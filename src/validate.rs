//! Submission gate for the student form. Required top-level fields are
//! checked first and reported all at once; the conditional academic sections
//! are checked after, in order, stopping at the first incomplete one.
//! Nothing here touches the store; a failing draft is preserved unchanged.

use chrono::NaiveDate;

use crate::draft::Draft;
use crate::model::label_of;

/// Memory names of the fields that must be non-empty before any submit.
const REQUIRED: &[&str] = &[
    "fullName",
    "dateOfBirth",
    "gender",
    "parentGuardianName",
    "parentContact",
    "address",
    "aadharNumber",
    "studentContact",
    "email",
    "targetExams",
    "preparationLevel",
    "mediumOfInstruction",
    "startDate",
    "endDate",
];

const DATE_FIELDS: &[&str] = &["dateOfBirth", "startDate", "endDate"];

#[derive(Debug, Clone, Copy, PartialEq, Eq)]
pub enum Section {
    Sslc,
    Hsc,
    Ug,
    Pg,
}

impl Section {
    pub const ALL: [Section; 4] = [Section::Sslc, Section::Hsc, Section::Ug, Section::Pg];

    pub fn flag(self) -> &'static str {
        match self {
            Self::Sslc => "hasSchoolSslc",
            Self::Hsc => "hasHsc",
            Self::Ug => "hasUg",
            Self::Pg => "hasPg",
        }
    }

    pub fn required_fields(self) -> &'static [&'static str] {
        match self {
            Self::Sslc => &["sslcSchool", "sslcBoard", "sslcYear", "sslcPercentage"],
            Self::Hsc => &["hscCollege", "hscBoard", "hscYear", "hscPercentage", "hscStream"],
            Self::Ug => &["ugCourse", "ugCollege", "ugYear", "ugPercentage"],
            Self::Pg => &["pgCourse", "pgCollege", "pgYear", "pgPercentage"],
        }
    }

    pub fn title(self) -> &'static str {
        match self {
            Self::Sslc => "School/SSLC (10th Grade)",
            Self::Hsc => "HSC/12th Grade",
            Self::Ug => "Under Graduate (UG)",
            Self::Pg => "Post Graduate (PG)",
        }
    }
}

#[derive(Debug, Clone, PartialEq, Eq)]
pub enum ValidationError {
    /// Labels of every empty required top-level field.
    MissingFields(Vec<&'static str>),
    /// A single field is present but malformed; carries the full user message.
    BadFormat(String),
    /// The first enabled section with an empty required sub-field.
    IncompleteSection(Section),
}

impl ValidationError {
    pub fn message(&self) -> String {
        match self {
            Self::MissingFields(labels) => {
                format!("Please fill in the required fields: {}", labels.join(", "))
            }
            Self::BadFormat(message) => message.clone(),
            Self::IncompleteSection(section) => {
                format!("Please complete the {} section", section.title())
            }
        }
    }
}

fn text(draft: &Draft, name: &str) -> String {
    draft
        .get(name)
        .and_then(|v| v.as_str())
        .unwrap_or_default()
        .trim()
        .to_string()
}

fn flag(draft: &Draft, name: &str) -> bool {
    draft.get(name).and_then(|v| v.as_bool()).unwrap_or(false)
}

fn digits_only(s: &str) -> String {
    s.chars().filter(|c| c.is_ascii_digit()).collect()
}

pub fn check(draft: &Draft) -> Result<(), ValidationError> {
    let missing: Vec<&'static str> = REQUIRED
        .iter()
        .filter(|name| text(draft, name).is_empty())
        .map(|name| label_of(name))
        .collect();
    if !missing.is_empty() {
        return Err(ValidationError::MissingFields(missing));
    }

    // Format checks only run once everything required is present. Aadhar is
    // deliberately not pattern-checked here: the admin records partial or
    // masked numbers from paper applications.
    for name in ["studentContact", "parentContact"] {
        if digits_only(&text(draft, name)).len() != 10 {
            return Err(ValidationError::BadFormat(format!(
                "Please enter a valid 10-digit phone number for {}.",
                label_of(name)
            )));
        }
    }
    let email = text(draft, "email");
    if !looks_like_email(&email) {
        return Err(ValidationError::BadFormat(
            "Please enter a valid email address.".to_string(),
        ));
    }
    for name in DATE_FIELDS {
        let raw = text(draft, name);
        if NaiveDate::parse_from_str(&raw, "%Y-%m-%d").is_err() {
            return Err(ValidationError::BadFormat(format!(
                "Please enter a valid date for {}.",
                label_of(name)
            )));
        }
    }

    for section in Section::ALL {
        if !flag(draft, section.flag()) {
            continue;
        }
        let incomplete = section
            .required_fields()
            .iter()
            .any(|name| text(draft, name).is_empty());
        if incomplete {
            return Err(ValidationError::IncompleteSection(section));
        }
    }

    Ok(())
}

fn looks_like_email(s: &str) -> bool {
    let Some((local, domain)) = s.split_once('@') else {
        return false;
    };
    !local.is_empty()
        && !domain.is_empty()
        && !domain.starts_with('.')
        && !domain.ends_with('.')
        && domain.contains('.')
        && !s.contains(char::is_whitespace)
}
use serde_json::json;
use std::path::PathBuf;

use crate::export::export_students_bundle;
use crate::ipc::error::{err, ok};
use crate::ipc::helpers::get_str;
use crate::ipc::types::{AppState, Request};

pub fn try_handle(state: &mut AppState, req: &Request) -> Option<serde_json::Value> {
    match req.method.as_str() {
        "students.exportBundle" => Some(handle_export(state, req)),
        _ => None,
    }
}

fn handle_export(state: &mut AppState, req: &Request) -> serde_json::Value {
    let out_path = match get_str(&req.params, "outPath") {
        Ok(v) => PathBuf::from(v),
        Err(e) => return err(&req.id, "bad_params", e.message, None),
    };
    match export_students_bundle(state.store.records(), &out_path) {
        Ok(summary) => ok(
            &req.id,
            json!({
                "bundleFormat": summary.bundle_format,
                "recordCount": summary.record_count,
                "outPath": out_path.to_string_lossy(),
            }),
        ),
        Err(e) => err(&req.id, "io_error", e.to_string(), None),
    }
}
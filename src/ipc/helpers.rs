//! Param extraction shared by the handler modules.

pub struct ParamErr {
    pub message: String,
}

fn missing(key: &str) -> ParamErr {
    ParamErr {
        message: format!("missing {}", key),
    }
}

pub fn get_str(params: &serde_json::Value, key: &str) -> Result<String, ParamErr> {
    params
        .get(key)
        .and_then(|v| v.as_str())
        .map(|s| s.to_string())
        .ok_or_else(|| missing(key))
}

pub fn get_opt_str(params: &serde_json::Value, key: &str) -> Option<String> {
    params
        .get(key)
        .and_then(|v| v.as_str())
        .filter(|s| !s.is_empty())
        .map(|s| s.to_string())
}

pub fn get_bool(params: &serde_json::Value, key: &str) -> Result<bool, ParamErr> {
    params
        .get(key)
        .and_then(|v| v.as_bool())
        .ok_or_else(|| missing(key))
}

pub fn get_opt_i64(params: &serde_json::Value, key: &str) -> Option<i64> {
    params.get(key).and_then(|v| v.as_i64())
}

pub fn get_i64(params: &serde_json::Value, key: &str) -> Result<i64, ParamErr> {
    get_opt_i64(params, key).ok_or_else(|| missing(key))
}
use serde::{Deserialize, Serialize};

/// Bearer + refresh credential pair returned by the login exchange.
#[derive(Debug, Clone, Serialize, Deserialize)]
pub struct TokenPair {
    pub access: String,
    pub refresh: String,
}

/// Explicit session context passed to every store operation. Lifecycle:
/// absent -> acquired at login -> cleared at logout. Never a hidden global.
#[derive(Debug, Default)]
pub struct Session {
    tokens: Option<TokenPair>,
}

impl Session {
    pub fn new() -> Self {
        Self::default()
    }

    pub fn is_authenticated(&self) -> bool {
        self.tokens.is_some()
    }

    pub fn accept(&mut self, tokens: TokenPair) {
        self.tokens = Some(tokens);
    }

    /// Logout: drops both the bearer and the refresh credential.
    pub fn clear(&mut self) {
        self.tokens = None;
    }

    pub fn bearer(&self) -> Option<&str> {
        self.tokens.as_ref().map(|t| t.access.as_str())
    }
}
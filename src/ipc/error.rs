use serde_json::json;

use crate::api::ApiError;

pub fn ok(id: &str, result: serde_json::Value) -> serde_json::Value {
    json!({
        "id": id,
        "ok": true,
        "result": result
    })
}

pub fn err(
    id: &str,
    code: &str,
    message: impl Into<String>,
    details: Option<serde_json::Value>,
) -> serde_json::Value {
    let mut error = json!({
        "code": code,
        "message": message.into(),
    });
    if let Some(d) = details {
        error["details"] = d;
    }
    json!({
        "id": id,
        "ok": false,
        "error": error,
    })
}

/// Remote-call failures carry their own code; the server's detail is the
/// user-visible message.
pub fn api_err(id: &str, e: &ApiError, details: Option<serde_json::Value>) -> serde_json::Value {
    err(id, e.code(), e.message(), details)
}
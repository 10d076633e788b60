use serde_json::json;

use crate::ipc::error::{api_err, err, ok};
use crate::ipc::helpers::get_str;
use crate::ipc::types::{AppState, Request};

pub fn try_handle(state: &mut AppState, req: &Request) -> Option<serde_json::Value> {
    match req.method.as_str() {
        "session.login" => Some(handle_login(state, req)),
        "session.logout" => Some(handle_logout(state, req)),
        "session.status" => Some(ok(
            &req.id,
            json!({ "authenticated": state.session.is_authenticated() }),
        )),
        _ => None,
    }
}

fn handle_login(state: &mut AppState, req: &Request) -> serde_json::Value {
    let Some(api) = state.api.as_mut() else {
        return err(&req.id, "no_backend", "select a backend first", None);
    };
    let username = match get_str(&req.params, "username") {
        Ok(v) => v,
        Err(e) => return err(&req.id, "bad_params", e.message, None),
    };
    let password = match get_str(&req.params, "password") {
        Ok(v) => v,
        Err(e) => return err(&req.id, "bad_params", e.message, None),
    };

    match api.login(&username, &password) {
        Ok(tokens) => {
            state.session.accept(tokens);
            ok(&req.id, json!({ "authenticated": true }))
        }
        Err(e) => {
            log::warn!("login failed: {}", e);
            api_err(&req.id, &e, None)
        }
    }
}

fn handle_logout(state: &mut AppState, req: &Request) -> serde_json::Value {
    state.session.clear();
    ok(&req.id, json!({ "authenticated": false }))
}
//! The remote persistence collaborator. `StudentsApi` is the seam the record
//! store talks through: an HTTP implementation for the real backend and an
//! in-process one for tests and offline demos.

use std::fmt;

use serde_json::{json, Value};
use uuid::Uuid;

use crate::model::StudentRecord;
use crate::session::TokenPair;
use crate::wire;

/// Failure classes for remote calls. Auth failures are distinct from server
/// rejections, which are distinct from never reaching the server at all.
#[derive(Debug, Clone, PartialEq, Eq)]
pub enum ApiError {
    Auth(String),
    /// Server-provided detail, surfaced verbatim.
    Remote(String),
    Transport(String),
}

impl ApiError {
    pub fn code(&self) -> &'static str {
        match self {
            Self::Auth(_) => "unauthorized",
            Self::Remote(_) => "remote_error",
            Self::Transport(_) => "transport_error",
        }
    }

    pub fn message(&self) -> &str {
        match self {
            Self::Auth(m) | Self::Remote(m) | Self::Transport(m) => m,
        }
    }
}

impl fmt::Display for ApiError {
    fn fmt(&self, f: &mut fmt::Formatter<'_>) -> fmt::Result {
        write!(f, "{}: {}", self.code(), self.message())
    }
}

pub trait StudentsApi {
    fn login(&mut self, username: &str, password: &str) -> Result<TokenPair, ApiError>;
    fn list(&mut self, bearer: &str) -> Result<Vec<StudentRecord>, ApiError>;
    fn create(&mut self, bearer: &str, record: &StudentRecord) -> Result<StudentRecord, ApiError>;
    fn update(
        &mut self,
        bearer: &str,
        id: i64,
        record: &StudentRecord,
    ) -> Result<StudentRecord, ApiError>;
    fn delete(&mut self, bearer: &str, id: i64) -> Result<(), ApiError>;
}

fn record_to_wire(record: &StudentRecord) -> Result<Value, ApiError> {
    let mut memory = serde_json::to_value(record)
        .map_err(|e| ApiError::Transport(format!("failed to encode record: {}", e)))?;
    if let Some(obj) = memory.as_object_mut() {
        // the server owns id assignment; never send one
        obj.remove("id");
    }
    Ok(wire::to_wire(&memory))
}

fn record_from_wire(value: &Value) -> Result<StudentRecord, ApiError> {
    serde_json::from_value(wire::from_wire(value))
        .map_err(|e| ApiError::Remote(format!("unexpected response body: {}", e)))
}

// ---------------------------------------------------------------------------
// HTTP backend

pub struct HttpApi {
    base_url: String,
    client: reqwest::blocking::Client,
}

impl HttpApi {
    pub fn new(base_url: &str) -> Self {
        HttpApi {
            base_url: base_url.trim_end_matches('/').to_string(),
            client: reqwest::blocking::Client::new(),
        }
    }

    fn url(&self, path: &str) -> String {
        format!("{}/{}", self.base_url, path)
    }

    /// Classify a settled response: 401/403 are auth failures, any other
    /// non-success surfaces the server's `detail` verbatim.
    fn check(resp: reqwest::blocking::Response) -> Result<Value, ApiError> {
        let status = resp.status();
        if status.is_success() {
            if status == reqwest::StatusCode::NO_CONTENT {
                return Ok(Value::Null);
            }
            return resp
                .json::<Value>()
                .map_err(|e| ApiError::Remote(format!("unexpected response body: {}", e)));
        }

        let detail = resp
            .json::<Value>()
            .ok()
            .and_then(|body| body.get("detail").and_then(|d| d.as_str()).map(String::from))
            .unwrap_or_else(|| format!("request failed with status {}", status.as_u16()));

        if status == reqwest::StatusCode::UNAUTHORIZED || status == reqwest::StatusCode::FORBIDDEN {
            Err(ApiError::Auth(detail))
        } else {
            Err(ApiError::Remote(detail))
        }
    }

    fn transport(e: reqwest::Error) -> ApiError {
        ApiError::Transport(e.to_string())
    }
}

impl StudentsApi for HttpApi {
    fn login(&mut self, username: &str, password: &str) -> Result<TokenPair, ApiError> {
        let resp = self
            .client
            .post(self.url("api/token/"))
            .json(&json!({ "username": username, "password": password }))
            .send()
            .map_err(Self::transport)?;
        let body = Self::check(resp)?;
        let access = body.get("access").and_then(|v| v.as_str());
        let refresh = body.get("refresh").and_then(|v| v.as_str());
        match (access, refresh) {
            (Some(a), Some(r)) => Ok(TokenPair {
                access: a.to_string(),
                refresh: r.to_string(),
            }),
            _ => Err(ApiError::Remote("login response missing tokens".to_string())),
        }
    }

    fn list(&mut self, bearer: &str) -> Result<Vec<StudentRecord>, ApiError> {
        let resp = self
            .client
            .get(self.url("api/students/"))
            .bearer_auth(bearer)
            .send()
            .map_err(Self::transport)?;
        let body = Self::check(resp)?;
        let rows = body
            .as_array()
            .ok_or_else(|| ApiError::Remote("expected a list of students".to_string()))?;
        rows.iter().map(record_from_wire).collect()
    }

    fn create(&mut self, bearer: &str, record: &StudentRecord) -> Result<StudentRecord, ApiError> {
        let payload = record_to_wire(record)?;
        let resp = self
            .client
            .post(self.url("api/students/"))
            .bearer_auth(bearer)
            .json(&payload)
            .send()
            .map_err(Self::transport)?;
        record_from_wire(&Self::check(resp)?)
    }

    fn update(
        &mut self,
        bearer: &str,
        id: i64,
        record: &StudentRecord,
    ) -> Result<StudentRecord, ApiError> {
        let payload = record_to_wire(record)?;
        let resp = self
            .client
            .put(self.url(&format!("api/students/{}/", id)))
            .bearer_auth(bearer)
            .json(&payload)
            .send()
            .map_err(Self::transport)?;
        record_from_wire(&Self::check(resp)?)
    }

    fn delete(&mut self, bearer: &str, id: i64) -> Result<(), ApiError> {
        let resp = self
            .client
            .delete(self.url(&format!("api/students/{}/", id)))
            .bearer_auth(bearer)
            .send()
            .map_err(Self::transport)?;
        Self::check(resp).map(|_| ())
    }
}

// ---------------------------------------------------------------------------
// In-process backend

/// Backend living inside the daemon: sequential integer ids, uuid tokens,
/// one fixed master account. Rows are held wire-shaped so every call still
/// exercises the same translation path as the HTTP backend.
pub struct MemoryApi {
    username: String,
    password: String,
    issued: Option<String>,
    next_id: i64,
    rows: Vec<Value>,
}

impl MemoryApi {
    pub fn new() -> Self {
        MemoryApi {
            username: "master".to_string(),
            password: "admin123".to_string(),
            issued: None,
            next_id: 1,
            rows: Vec::new(),
        }
    }

    fn authorize(&self, bearer: &str) -> Result<(), ApiError> {
        match &self.issued {
            Some(token) if token == bearer => Ok(()),
            _ => Err(ApiError::Auth("invalid or expired token".to_string())),
        }
    }

    fn position(&self, id: i64) -> Result<usize, ApiError> {
        self.rows
            .iter()
            .position(|row| row.get("id").and_then(|v| v.as_i64()) == Some(id))
            .ok_or_else(|| ApiError::Remote("Not found.".to_string()))
    }
}

impl Default for MemoryApi {
    fn default() -> Self {
        Self::new()
    }
}

impl StudentsApi for MemoryApi {
    fn login(&mut self, username: &str, password: &str) -> Result<TokenPair, ApiError> {
        if username != self.username || password != self.password {
            return Err(ApiError::Auth(
                "No active account found with the given credentials".to_string(),
            ));
        }
        let access = Uuid::new_v4().to_string();
        let refresh = Uuid::new_v4().to_string();
        self.issued = Some(access.clone());
        Ok(TokenPair { access, refresh })
    }

    fn list(&mut self, bearer: &str) -> Result<Vec<StudentRecord>, ApiError> {
        self.authorize(bearer)?;
        self.rows.iter().map(record_from_wire).collect()
    }

    fn create(&mut self, bearer: &str, record: &StudentRecord) -> Result<StudentRecord, ApiError> {
        self.authorize(bearer)?;
        let mut row = record_to_wire(record)?;
        let id = self.next_id;
        self.next_id += 1;
        if let Some(obj) = row.as_object_mut() {
            obj.insert("id".to_string(), json!(id));
        }
        let saved = record_from_wire(&row)?;
        self.rows.push(row);
        Ok(saved)
    }

    fn update(
        &mut self,
        bearer: &str,
        id: i64,
        record: &StudentRecord,
    ) -> Result<StudentRecord, ApiError> {
        self.authorize(bearer)?;
        let pos = self.position(id)?;
        let mut row = record_to_wire(record)?;
        if let Some(obj) = row.as_object_mut() {
            obj.insert("id".to_string(), json!(id));
        }
        let saved = record_from_wire(&row)?;
        self.rows[pos] = row;
        Ok(saved)
    }

    fn delete(&mut self, bearer: &str, id: i64) -> Result<(), ApiError> {
        self.authorize(bearer)?;
        let pos = self.position(id)?;
        self.rows.remove(pos);
        Ok(())
    }
}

..............................

# Task
Among the entries above, how many lines include "false"? State the number and nothing else.

# Solution to this task
4